Nous sommes le 7 juin 1494, dans la province de Valladolid en Espagne, plus précisément à Tordesillas.

Reprenant en partie les termes de l’ « Aeterna regis », ce qui est au sud des canaries revient aux portugais. Mais ceux-ci obtiennent de déplacer la ligne de « démarcation » fixée par l’ « Inter caetera » à environ 1800 km à l’Ouest  des îles du Cap-Vert (équivalent aujourd’hui à  46°37’ de longitude ouest). Et donc, tout ce qui est à l’est de cette ligne leur appartient.
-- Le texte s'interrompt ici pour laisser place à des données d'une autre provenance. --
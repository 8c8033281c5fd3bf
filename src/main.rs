use std::io;
use std::sync::mpsc;
use std::sync::{Arc, Mutex};
use std::time::{Duration, Instant};

use anyhow::{Context, Result};
use crossterm::event::{
    self, DisableMouseCapture, EnableMouseCapture, Event, KeyCode, KeyEvent, KeyEventKind,
};
use crossterm::execute;
use crossterm::terminal::{
    EnterAlternateScreen, LeaveAlternateScreen, disable_raw_mode, enable_raw_mode,
};
use ratatui::layout::{Constraint, Direction, Layout};
use ratatui::prelude::*;
use ratatui::style::{Color, Modifier, Style};
use ratatui::widgets::{Block, Borders, Cell, Clear, Paragraph, Row, Table};
use tracing::{error, info};
use tracing_subscriber::EnvFilter;

use ranklist::config::{Config, open_log_file};
use ranklist::crawl::HttpFetchClient;
use ranklist::engine::FetchEngine;
use ranklist::populate::Ranklist;
use ranklist::roster::{self, RosterStore};
use ranklist::schema::ColumnSchema;
use ranklist::state::{AppState, CellState, Delta, DeltaSink, Screen, apply_delta};

const STAT_COLUMN_WIDTH: u16 = 16;

struct App {
    state: AppState,
    should_quit: bool,
    ranklist: Ranklist,
    store: Arc<RosterStore>,
}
Les Portugais gagnent ainsi le contrôle de toute l’Afrique et de toute l’Asie méridionale (les indes, le siam, l’archipel des Moluques etc…).

Les Espagnols revendiquent quant à eux, toutes les nouvelles terres découvertes à l’Ouest de cette nouvelle ligne de « démarcation ».

Evidemment, les autres grandes puissances (France, Angleterre, Pays-Bas) ne vont pas accepter ce traité de Tordesillas et, en partie par les actes de pirateries grâce à de nombreux corsaires, elles vont affaiblir la force maritime de l’Espagne et du Portugal et vont finir par reprendre une grande partie des territoires partagés entre ces deux nations (Amérique du Nord, Afrique, Océan Indien,  Asie).

 

Mais toute l’Amérique centrale et du sud va rester, jusqu’à l’indépendance des colonies qui la composent,  sous autorité espagnole.

Toute ? Non, sauf le Brésil qui restera lui… Portugais.

En effet en avril 1500, Cabral, navigateur portugais, part explorer les mers situées à l’est du méridien fixé par le traité. Il bute alors sur des terres inconnues dont il prend possession au nom de la couronne portugaise, comme les signatures de Tordesillas l’autorisent.

C’est ainsi que ce qui sera le Brésil devient Portugais.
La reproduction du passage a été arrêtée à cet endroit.